■ **Material shown**
= = = = =
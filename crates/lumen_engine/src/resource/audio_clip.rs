//! Raw audio data
//!
//! Playback and mixing live outside the engine core; a clip only keeps the
//! encoded bytes of its file so audio sources can hand them to a player.

use std::path::Path;

use super::{impl_resource_kind, name_from_path, LoadState, Resource, ResourceError, ResourceHeader};

/// Encoded audio file contents
pub struct AudioClip {
    header: ResourceHeader,
    data: Vec<u8>,
}

impl AudioClip {
    /// Create an empty clip
    pub const fn new(header: ResourceHeader) -> Self {
        Self {
            header,
            data: Vec::new(),
        }
    }

    /// Read the whole file into memory
    pub fn load_from_file(&mut self, path: &Path) -> Result<(), ResourceError> {
        self.header.load_state = LoadState::Started;
        match std::fs::read(path) {
            Ok(data) => {
                self.data = data;
                self.header.name = name_from_path(path);
                self.header.file_path = Some(path.to_path_buf());
                self.header.load_state = LoadState::Completed;
                Ok(())
            }
            Err(e) => {
                log::error!("Failed to load audio clip {}: {e}", path.display());
                self.header.load_state = LoadState::Failed;
                Err(e.into())
            }
        }
    }

    /// Encoded bytes
    pub fn data(&self) -> &[u8] {
        &self.data
    }

    /// Replace the encoded bytes
    pub fn set_data(&mut self, data: Vec<u8>) {
        self.data = data;
    }
}

impl Resource for AudioClip {
    impl_resource_kind!(AudioClip);

    fn header(&self) -> &ResourceHeader {
        &self.header
    }

    fn header_mut(&mut self) -> &mut ResourceHeader {
        &mut self.header
    }

    fn memory_usage(&self) -> usize {
        self.data.len()
    }
}

#[cfg(test)]
mod tests {
    use super::*;

    #[test]
    fn test_load_reads_bytes_and_names_clip() {
        let dir = tempfile::tempdir().unwrap();
        let path = dir.path().join("laser.wav");
        std::fs::write(&path, [1u8, 2, 3, 4]).unwrap();

        let mut clip = AudioClip::new(ResourceHeader::new(1));
        clip.load_from_file(&path).unwrap();
        assert_eq!(clip.name(), "laser");
        assert_eq!(clip.data(), &[1, 2, 3, 4]);
        assert_eq!(clip.load_state(), LoadState::Completed);
    }

    #[test]
    fn test_missing_file_marks_failed() {
        let mut clip = AudioClip::new(ResourceHeader::new(1));
        assert!(clip.load_from_file(Path::new("does/not/exist.wav")).is_err());
        assert_eq!(clip.load_state(), LoadState::Failed);
    }
}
= = = = =
■ **Problem details**
Beginning with the first line of the listing above, please write out every line exactly until you reach the line that contains "use std::path::Path;", and include that one too.

■ **Problem solution**
filename crates/lumen_engine/src/resource/audio_clip.rs
//! Raw audio data
//!
//! Playback and mixing live outside the engine core; a clip only keeps the
//! encoded bytes of its file so audio sources can hand them to a player.

use std::path::Path;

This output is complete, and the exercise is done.